Adriana terus mengurung diri di kamar, belum ada yang tahu perihal rambut gadis kecil itu. Bahkan pelayan yang baik padanya pun tak ada yang tahu, apalagi pelayan yang tak menggubris kehadirannya. Mana mereka mau ambil pusing dengan ada atau tidaknya Adriana.
Makanan Adriana akan ditaruh di depan kamar, jika sang pemilik kamar tak juga keluar meski telah diketuk berulang kali. Gadis kecil itu juga hanya mengulurkan tangannya saat dia mengambil makanan yang diberikan oleh pelayan yang mengasihani nasibnya yang malang. Selesai makan, piring kotor pun dikembalikan dengan cara yang sama.

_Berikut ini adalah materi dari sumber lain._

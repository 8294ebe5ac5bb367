//! Annotation rendering.
//!
//! `render` is a pure function of its inputs: it copies the frame and burns
//! in one rectangle and label per detection, in input order, last drawn on
//! top. All drawing is clipped raw-buffer pixel work; labels use a built-in
//! 5x7 glyph set so no font files are needed at runtime.

use crate::detect::result::{BoxRect, Detection};
use crate::frame::{AnnotatedFrame, Frame};

const BOX_COLOR: [u8; 3] = [0, 255, 0];
const BORDER_PX: i32 = 2;

const GLYPH_W: i32 = 5;
const GLYPH_H: i32 = 7;
const GLYPH_SCALE: i32 = 2;
const GLYPH_GAP: i32 = 1;

/// Draw boxes and labels for every detection onto a copy of the frame.
pub fn render(frame: &Frame, detections: &[Detection]) -> AnnotatedFrame {
    let mut pixels = frame.pixels().to_vec();
    let width = frame.width as i32;
    let height = frame.height as i32;

    for detection in detections {
        draw_box(&mut pixels, width, height, &detection.rect);

        let text = format!("{} {:.2}", detection.label, detection.confidence);
        let text_h = GLYPH_H * GLYPH_SCALE;
        // Label sits above the box, or inside it when clipped by the top edge.
        let text_y = if detection.rect.y - text_h - 2 >= 0 {
            detection.rect.y - text_h - 2
        } else {
            detection.rect.y + BORDER_PX + 2
        };
        draw_text(
            &mut pixels,
            width,
            height,
            detection.rect.x + BORDER_PX,
            text_y,
            &text,
        );
    }

    AnnotatedFrame::new(pixels, frame.width, frame.height, frame.captured_at)
}

fn set_pixel(buf: &mut [u8], width: i32, height: i32, x: i32, y: i32, color: [u8; 3]) {
    if x < 0 || y < 0 || x >= width || y >= height {
        return;
    }
    let idx = ((y * width + x) * 3) as usize;
    buf[idx..idx + 3].copy_from_slice(&color);
}

fn draw_box(buf: &mut [u8], width: i32, height: i32, rect: &BoxRect) {
    let x0 = rect.x;
    let y0 = rect.y;
    let x1 = rect.x + rect.w as i32 - 1;
    let y1 = rect.y + rect.h as i32 - 1;

    for t in 0..BORDER_PX {
        for x in x0..=x1 {
            set_pixel(buf, width, height, x, y0 + t, BOX_COLOR);
            set_pixel(buf, width, height, x, y1 - t, BOX_COLOR);
        }
        for y in y0..=y1 {
            set_pixel(buf, width, height, x0 + t, y, BOX_COLOR);
            set_pixel(buf, width, height, x1 - t, y, BOX_COLOR);
        }
    }
}

fn draw_text(buf: &mut [u8], width: i32, height: i32, x: i32, y: i32, text: &str) {
    let mut cursor = x;
    for ch in text.chars() {
        let glyph = glyph_for(ch.to_ascii_uppercase());
        for (row, bits) in glyph.iter().enumerate() {
            for col in 0..GLYPH_W {
                if bits & (1 << (GLYPH_W - 1 - col)) == 0 {
                    continue;
                }
                for dy in 0..GLYPH_SCALE {
                    for dx in 0..GLYPH_SCALE {
                        set_pixel(
                            buf,
                            width,
                            height,
                            cursor + col * GLYPH_SCALE + dx,
                            y + row as i32 * GLYPH_SCALE + dy,
                            BOX_COLOR,
                        );
                    }
                }
            }
        }
        cursor += (GLYPH_W + GLYPH_GAP) * GLYPH_SCALE;
    }
}

/// 5x7 glyph rows, bit 4 = leftmost column. Unknown characters render blank.
fn glyph_for(ch: char) -> [u8; 7] {
    match ch {
        'A' => [0x0E, 0x11, 0x11, 0x1F, 0x11, 0x11, 0x11],
        'B' => [0x1E, 0x11, 0x11, 0x1E, 0x11, 0x11, 0x1E],
        'C' => [0x0E, 0x11, 0x10, 0x10, 0x10, 0x11, 0x0E],
        'D' => [0x1E, 0x11, 0x11, 0x11, 0x11, 0x11, 0x1E],
        'E' => [0x1F, 0x10, 0x10, 0x1E, 0x10, 0x10, 0x1F],
        'F' => [0x1F, 0x10, 0x10, 0x1E, 0x10, 0x10, 0x10],
        'G' => [0x0E, 0x11, 0x10, 0x17, 0x11, 0x11, 0x0E],
        'H' => [0x11, 0x11, 0x11, 0x1F, 0x11, 0x11, 0x11],
        'I' => [0x0E, 0x04, 0x04, 0x04, 0x04, 0x04, 0x0E],
        'J' => [0x07, 0x02, 0x02, 0x02, 0x02, 0x12, 0x0C],
        'K' => [0x11, 0x12, 0x14, 0x18, 0x14, 0x12, 0x11],
        'L' => [0x10, 0x10, 0x10, 0x10, 0x10, 0x10, 0x1F],
        'M' => [0x11, 0x1B, 0x15, 0x15, 0x11, 0x11, 0x11],
        'N' => [0x11, 0x19, 0x15, 0x13, 0x11, 0x11, 0x11],
        'O' => [0x0E, 0x11, 0x11, 0x11, 0x11, 0x11, 0x0E],
        'P' => [0x1E, 0x11, 0x11, 0x1E, 0x10, 0x10, 0x10],
        'Q' => [0x0E, 0x11, 0x11, 0x11, 0x15, 0x12, 0x0D],
        'R' => [0x1E, 0x11, 0x11, 0x1E, 0x14, 0x12, 0x11],
        'S' => [0x0F, 0x10, 0x10, 0x0E, 0x01, 0x01, 0x1E],
        'T' => [0x1F, 0x04, 0x04, 0x04, 0x04, 0x04, 0x04],
        'U' => [0x11, 0x11, 0x11, 0x11, 0x11, 0x11, 0x0E],
        'V' => [0x11, 0x11, 0x11, 0x11, 0x11, 0x0A, 0x04],
        'W' => [0x11, 0x11, 0x11, 0x15, 0x15, 0x15, 0x0A],
        'X' => [0x11, 0x11, 0x0A, 0x04, 0x0A, 0x11, 0x11],
        'Y' => [0x11, 0x11, 0x0A, 0x04, 0x04, 0x04, 0x04],
        'Z' => [0x1F, 0x01, 0x02, 0x04, 0x08, 0x10, 0x1F],
        '0' => [0x0E, 0x11, 0x13, 0x15, 0x19, 0x11, 0x0E],
        '1' => [0x04, 0x0C, 0x04, 0x04, 0x04, 0x04, 0x0E],
        '2' => [0x0E, 0x11, 0x01, 0x02, 0x04, 0x08, 0x1F],
        '3' => [0x1F, 0x02, 0x04, 0x02, 0x01, 0x11, 0x0E],
        '4' => [0x02, 0x06, 0x0A, 0x12, 0x1F, 0x02, 0x02],
        '5' => [0x1F, 0x10, 0x1E, 0x01, 0x01, 0x11, 0x0E],
        '6' => [0x06, 0x08, 0x10, 0x1E, 0x11, 0x11, 0x0E],
        '7' => [0x1F, 0x01, 0x02, 0x04, 0x08, 0x08, 0x08],
        '8' => [0x0E, 0x11, 0x11, 0x0E, 0x11, 0x11, 0x0E],
        '9' => [0x0E, 0x11, 0x11, 0x0F, 0x01, 0x02, 0x0C],
        '.' => [0x00, 0x00, 0x00, 0x00, 0x00, 0x0C, 0x0C],
        _ => [0x00; 7],
    }
}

Selang beberapa hari selepas kedua orang tuanya memutuskan segala sesuatu apa yang harus Adriana lakukan di masa depan. Nyonya Ferdinan mengumpulkan semua pelayannya di ruang tengah. Mereka berbisik lirih menebak alasan mereka semua dipanggil secara bersamaan.
"Kalian pasti bertanya-tanya mengapa kalian semua dipanggil, bukan?" suara sang nyonya majikan terdengar, para pelayan mengangguk serempak. Ada juga sebagian yang menjawab iya dengan pelan.

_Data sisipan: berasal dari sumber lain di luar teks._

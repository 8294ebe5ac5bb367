use anyhow::{anyhow, Result};
use serde::Deserialize;
use std::path::{Path, PathBuf};
use std::time::Duration;

const DEFAULT_ENDPOINT: &str = "stub://camera";
const DEFAULT_CAPTURE_INTERVAL_SECS: u64 = 2;
const DEFAULT_CONFIDENCE_THRESHOLD: f32 = 0.5;
const DEFAULT_ANNOUNCEMENT_COOLDOWN_SECS: u64 = 30;
const DEFAULT_OUTPUT_DIR: &str = "captured_frames";
const DEFAULT_MODEL_REFERENCE: &str = "stub";

#[derive(Debug, Deserialize, Default)]
struct LookoutConfigFile {
    endpoint: Option<String>,
    capture_interval_secs: Option<u64>,
    confidence_threshold: Option<f32>,
    announcement_cooldown_secs: Option<u64>,
    output_directory: Option<PathBuf>,
    model_reference: Option<String>,
    headless: Option<bool>,
}

#[derive(Debug, Clone)]
pub struct LookoutConfig {
    /// Camera base URL (`http(s)://` snapshot endpoint, or `stub://`).
    pub endpoint: String,
    /// Minimum time between cycle starts.
    pub capture_interval: Duration,
    /// Minimum confidence for a detection to count.
    pub confidence_threshold: f32,
    /// Minimum time before re-announcing a label that left and returned.
    pub announcement_cooldown: Duration,
    pub output_directory: PathBuf,
    /// `stub`, or a path to an ONNX model.
    pub model_reference: String,
    /// Run without a display window (quit via Ctrl-C only).
    pub headless: bool,
}

impl LookoutConfig {
    /// Defaults, then the optional JSON config file named by
    /// `LOOKOUT_CONFIG`, then `LOOKOUT_*` environment overrides.
    pub fn load() -> Result<Self> {
        let config_path = std::env::var("LOOKOUT_CONFIG").ok();
        Self::load_with_path(config_path.as_deref().map(Path::new))
    }

    pub fn load_with_path(config_path: Option<&Path>) -> Result<Self> {
        let file_cfg = match config_path {
            Some(path) => Some(read_config_file(path)?),
            None => None,
        };
        let mut cfg = Self::from_file(file_cfg.unwrap_or_default());
        cfg.apply_env()?;
        cfg.validate()?;
        Ok(cfg)
    }

    fn from_file(file: LookoutConfigFile) -> Self {
        Self {
            endpoint: file
                .endpoint
                .unwrap_or_else(|| DEFAULT_ENDPOINT.to_string()),
            capture_interval: Duration::from_secs(
                file.capture_interval_secs
                    .unwrap_or(DEFAULT_CAPTURE_INTERVAL_SECS),
            ),
            confidence_threshold: file
                .confidence_threshold
                .unwrap_or(DEFAULT_CONFIDENCE_THRESHOLD),
            announcement_cooldown: Duration::from_secs(
                file.announcement_cooldown_secs
                    .unwrap_or(DEFAULT_ANNOUNCEMENT_COOLDOWN_SECS),
            ),
            output_directory: file
                .output_directory
                .unwrap_or_else(|| PathBuf::from(DEFAULT_OUTPUT_DIR)),
            model_reference: file
                .model_reference
                .unwrap_or_else(|| DEFAULT_MODEL_REFERENCE.to_string()),
            headless: file.headless.unwrap_or(false),
        }
    }

    fn apply_env(&mut self) -> Result<()> {
        if let Ok(endpoint) = std::env::var("LOOKOUT_ENDPOINT") {
            if !endpoint.trim().is_empty() {
                self.endpoint = endpoint;
            }
        }
        if let Ok(interval) = std::env::var("LOOKOUT_CAPTURE_INTERVAL_SECS") {
            let seconds: u64 = interval.parse().map_err(|_| {
                anyhow!("LOOKOUT_CAPTURE_INTERVAL_SECS must be an integer number of seconds")
            })?;
            self.capture_interval = Duration::from_secs(seconds);
        }
        if let Ok(threshold) = std::env::var("LOOKOUT_CONFIDENCE_THRESHOLD") {
            self.confidence_threshold = threshold
                .parse()
                .map_err(|_| anyhow!("LOOKOUT_CONFIDENCE_THRESHOLD must be a number"))?;
        }
        if let Ok(cooldown) = std::env::var("LOOKOUT_ANNOUNCEMENT_COOLDOWN_SECS") {
            let seconds: u64 = cooldown.parse().map_err(|_| {
                anyhow!("LOOKOUT_ANNOUNCEMENT_COOLDOWN_SECS must be an integer number of seconds")
            })?;
            self.announcement_cooldown = Duration::from_secs(seconds);
        }
        if let Ok(dir) = std::env::var("LOOKOUT_OUTPUT_DIR") {
            if !dir.trim().is_empty() {
                self.output_directory = PathBuf::from(dir);
            }
        }
        if let Ok(model) = std::env::var("LOOKOUT_MODEL") {
            if !model.trim().is_empty() {
                self.model_reference = model;
            }
        }
        if let Ok(headless) = std::env::var("LOOKOUT_HEADLESS") {
            self.headless = matches!(headless.as_str(), "1" | "true" | "yes");
        }
        Ok(())
    }

    pub fn validate(&self) -> Result<()> {
        let url = url::Url::parse(&self.endpoint)
            .map_err(|e| anyhow!("invalid endpoint '{}': {}", self.endpoint, e))?;
        if !matches!(url.scheme(), "http" | "https" | "stub") {
            return Err(anyhow!(
                "unsupported endpoint scheme '{}'; expected http(s) or stub",
                url.scheme()
            ));
        }
        if self.capture_interval.is_zero() {
            return Err(anyhow!("capture interval must be greater than zero"));
        }
        if !(0.0..=1.0).contains(&self.confidence_threshold) {
            return Err(anyhow!(
                "confidence threshold must be within [0, 1], got {}",
                self.confidence_threshold
            ));
        }
        if self.model_reference.trim().is_empty() {
            return Err(anyhow!("model reference must not be empty"));
        }
        if self.output_directory.as_os_str().is_empty() {
            return Err(anyhow!("output directory must not be empty"));
        }
        Ok(())
    }
}

fn read_config_file(path: &Path) -> Result<LookoutConfigFile> {
    let raw = std::fs::read_to_string(path)
        .map_err(|e| anyhow!("failed to read config file {}: {}", path.display(), e))?;
    let cfg = serde_json::from_str(&raw)
        .map_err(|e| anyhow!("invalid config file {}: {}", path.display(), e))?;
    Ok(cfg)
}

"Kalian semua diberhentikan!" lanjut Desita dengan mimik wajah serius, membuat para pelayan yang berkumpul sedikit gaduh. Pemecatan serempak tanpa satu pun dari mereka yang melakukan kesalahan, sungguh membingungkan dan berita yang mengejutkan bagi mereka. Apalagi mencari pekerjaan sangat sulit, jika mereka dipecat, apa mereka akan mendapatkan pekerjaan secepatnya.
"Jangan khawatir, saya dan suami saya sudah menyediakan pesangon yang cukup untuk kalian." kata Desita seolah semua bisa diselesaikan dengan uang.

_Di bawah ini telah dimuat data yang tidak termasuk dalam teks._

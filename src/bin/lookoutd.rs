//! lookoutd - still-camera watch daemon
//!
//! This daemon:
//! 1. Fetches one JPEG snapshot per cycle from the configured endpoint
//! 2. Runs object detection and drops detections below the threshold
//! 3. Shows the annotated frame in a live window
//! 4. Speaks newly appeared object classes (edge-triggered, cooldown-gated)
//! 5. Persists annotated frames under sortable, collision-free names
//!
//! Exit code is 0 on graceful shutdown (quit key or Ctrl-C), non-zero on
//! startup failure.

use std::path::PathBuf;
use std::sync::atomic::{AtomicBool, Ordering};
use std::sync::Arc;
use std::time::Duration;

use anyhow::{Context, Result};
use clap::Parser;

use lookout::announce::{Announcer, EspeakBackend, NullSpeech, SpeechBackend, SpeechHandle};
use lookout::artifact::ArtifactWriter;
use lookout::detect::Detector;
use lookout::display::{DisplaySurface, HeadlessDisplay};
use lookout::ingest::CameraSource;
use lookout::runtime::WatchLoop;
use lookout::LookoutConfig;

#[derive(Parser, Debug)]
#[command(author, version, about)]
struct Args {
    /// Config file path (JSON); overrides LOOKOUT_CONFIG.
    #[arg(long)]
    config: Option<PathBuf>,
    /// Camera base URL (http(s):// snapshot endpoint, or stub://).
    #[arg(long)]
    endpoint: Option<String>,
    /// Minimum seconds between cycles.
    #[arg(long)]
    interval: Option<u64>,
    /// Minimum detection confidence to keep, in [0, 1].
    #[arg(long)]
    threshold: Option<f32>,
    /// Minimum seconds before re-announcing a label that left and returned.
    #[arg(long)]
    cooldown: Option<u64>,
    /// Directory for saved annotated frames.
    #[arg(long)]
    out_dir: Option<PathBuf>,
    /// Detection model: "stub" or a path to an ONNX model.
    #[arg(long)]
    model: Option<String>,
    /// Run without a display window (quit via Ctrl-C).
    #[arg(long)]
    headless: bool,
}

fn main() -> Result<()> {
    env_logger::Builder::from_env(env_logger::Env::default().default_filter_or("info")).init();

    let args = Args::parse();
    let mut cfg = match &args.config {
        Some(path) => LookoutConfig::load_with_path(Some(path))?,
        None => LookoutConfig::load()?,
    };
    apply_cli_overrides(&mut cfg, &args);
    cfg.validate()?;

    let source = CameraSource::new(&cfg.endpoint)?;

    let mut detector = Detector::from_model_reference(&cfg.model_reference, cfg.confidence_threshold)
        .context("load detection model")?;
    detector.warm_up()?;
    log::info!("detector backend: {}", detector.backend_name());

    let writer = ArtifactWriter::new(&cfg.output_directory)?;
    log::info!("saving artifacts to {}", writer.dir().display());

    // A missing speech engine degrades to silence; it never blocks startup.
    let backend: Box<dyn SpeechBackend> = match EspeakBackend::new() {
        Ok(espeak) => Box::new(espeak),
        Err(err) => {
            log::warn!("speech engine unavailable, running silent: {:#}", err);
            Box::new(NullSpeech)
        }
    };
    let speech = SpeechHandle::spawn(backend);

    let display = build_display(cfg.headless)?;

    let shutdown = Arc::new(AtomicBool::new(false));
    let shutdown_handler = shutdown.clone();
    ctrlc::set_handler(move || {
        shutdown_handler.store(true, Ordering::SeqCst);
    })
    .context("set Ctrl-C handler")?;

    log::info!(
        "lookoutd running: endpoint={} interval={}s threshold={:.2} cooldown={}s",
        cfg.endpoint,
        cfg.capture_interval.as_secs(),
        cfg.confidence_threshold,
        cfg.announcement_cooldown.as_secs()
    );

    let mut watch = WatchLoop::new(
        source,
        detector,
        Announcer::new(cfg.announcement_cooldown),
        writer,
        speech,
        display,
        cfg.capture_interval,
        shutdown,
    );
    watch.run()?;
    watch.finish();

    log::info!("lookoutd shutdown complete");
    Ok(())
}

fn apply_cli_overrides(cfg: &mut LookoutConfig, args: &Args) {
    if let Some(endpoint) = &args.endpoint {
        cfg.endpoint = endpoint.clone();
    }
    if let Some(interval) = args.interval {
        cfg.capture_interval = Duration::from_secs(interval);
    }
    if let Some(threshold) = args.threshold {
        cfg.confidence_threshold = threshold;
    }
    if let Some(cooldown) = args.cooldown {
        cfg.announcement_cooldown = Duration::from_secs(cooldown);
    }
    if let Some(dir) = &args.out_dir {
        cfg.output_directory = dir.clone();
    }
    if let Some(model) = &args.model {
        cfg.model_reference = model.clone();
    }
    if args.headless {
        cfg.headless = true;
    }
}

#[cfg(feature = "display-minifb")]
fn build_display(headless: bool) -> Result<Box<dyn DisplaySurface>> {
    if headless {
        Ok(Box::new(HeadlessDisplay::new()))
    } else {
        Ok(Box::new(lookout::display::WindowDisplay::new(
            "lookout - q to quit",
        )))
    }
}

#[cfg(not(feature = "display-minifb"))]
fn build_display(headless: bool) -> Result<Box<dyn DisplaySurface>> {
    if !headless {
        log::warn!("built without display-minifb; running headless");
    }
    Ok(Box::new(HeadlessDisplay::new()))
}
//! In-memory rasters flowing through one cycle.
//!
//! - `Frame`: RGB8 still image as fetched from the camera. Owned by the
//!   cycle that fetched it and dropped at the end of that cycle.
//! - `AnnotatedFrame`: a frame with detection overlays burned in. Immutable
//!   after creation; consumed by the display surface and the artifact writer
//!   within the same cycle.

use anyhow::{anyhow, Result};
use std::time::SystemTime;

/// A decoded RGB8 still image.
pub struct Frame {
    pixels: Vec<u8>,
    pub width: u32,
    pub height: u32,
    /// Wall-clock capture time, used for artifact naming.
    pub captured_at: SystemTime,
}

impl Frame {
    /// Create a frame from raw RGB8 bytes. Length must be `width * height * 3`.
    pub fn new(pixels: Vec<u8>, width: u32, height: u32, captured_at: SystemTime) -> Result<Self> {
        let expected = rgb_len(width, height)?;
        if pixels.len() != expected {
            return Err(anyhow!(
                "expected {} RGB bytes for {}x{}, received {}",
                expected,
                width,
                height,
                pixels.len()
            ));
        }
        Ok(Self {
            pixels,
            width,
            height,
            captured_at,
        })
    }

    pub fn pixels(&self) -> &[u8] {
        &self.pixels
    }
}

/// A frame with detection rectangles and labels drawn in.
///
/// Constructed only by the annotation renderer; there is no mutable access
/// to the pixel data afterwards.
pub struct AnnotatedFrame {
    pixels: Vec<u8>,
    pub width: u32,
    pub height: u32,
    pub captured_at: SystemTime,
}

impl AnnotatedFrame {
    pub(crate) fn new(pixels: Vec<u8>, width: u32, height: u32, captured_at: SystemTime) -> Self {
        Self {
            pixels,
            width,
            height,
            captured_at,
        }
    }

    pub fn pixels(&self) -> &[u8] {
        &self.pixels
    }
}

pub(crate) fn rgb_len(width: u32, height: u32) -> Result<usize> {
    (width as usize)
        .checked_mul(height as usize)
        .and_then(|v| v.checked_mul(3))
        .ok_or_else(|| anyhow!("frame dimensions overflow"))
}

"Maaf sebelumnya nyonya, apa ada alasan tertentu mengapa kami semua diberhentikan? Apa kami melakukan kesalahan atau kinerja kami tak memuaskan tuan dan nyonya?" kepala pelayan menyuarakan pertanyaan yang ingin ditanyakan oleh para pelayan lainnya.
Desita menggeleng seraya tersenyum ramah, senyum yang bahkan tak pernah dia berikan pada anaknya, Adriana. Namun, pelayan bisa mendapatkan senyum tersebut lebih mudah. "Seperti yang kalian tahu, kami sangat berduka saat ini dan tuan kalian sedikit lebih syok, sehingga saya memutuskan untuk mengganti suasana baru dan pergi ke tempat lain untuk melanjutkan hidup." ucap Desita dengan alasan yang setengah benar. Alasan utama dia memecat semuanya adalah agar mereka tak tahu apa yang dia rencanakan untuk anak perempuannya.
Dengan uang, dia menutup berita yang beredar tentang kematian anak tersayangnya. Berita yang keluar hanya mengatakan salah satu anaknya meregang nyawa di tangan para penculik. Tak ada yang tahu anak perempuan atau laki-lakinya yang terkena musibah.
"Rumah ini akan dijual, suami saya tak mau melihat rumah yang penuh dengan kenangan sekaligus membuat dirinya menjadi sakit jika mengingat lagi semua kenangan tersebut!" lanjut Desita, sang nyonya rumah mulai membagi-bagikan amplop coklat berisi uang pesangon untuk para pelayan yang dipecatnya.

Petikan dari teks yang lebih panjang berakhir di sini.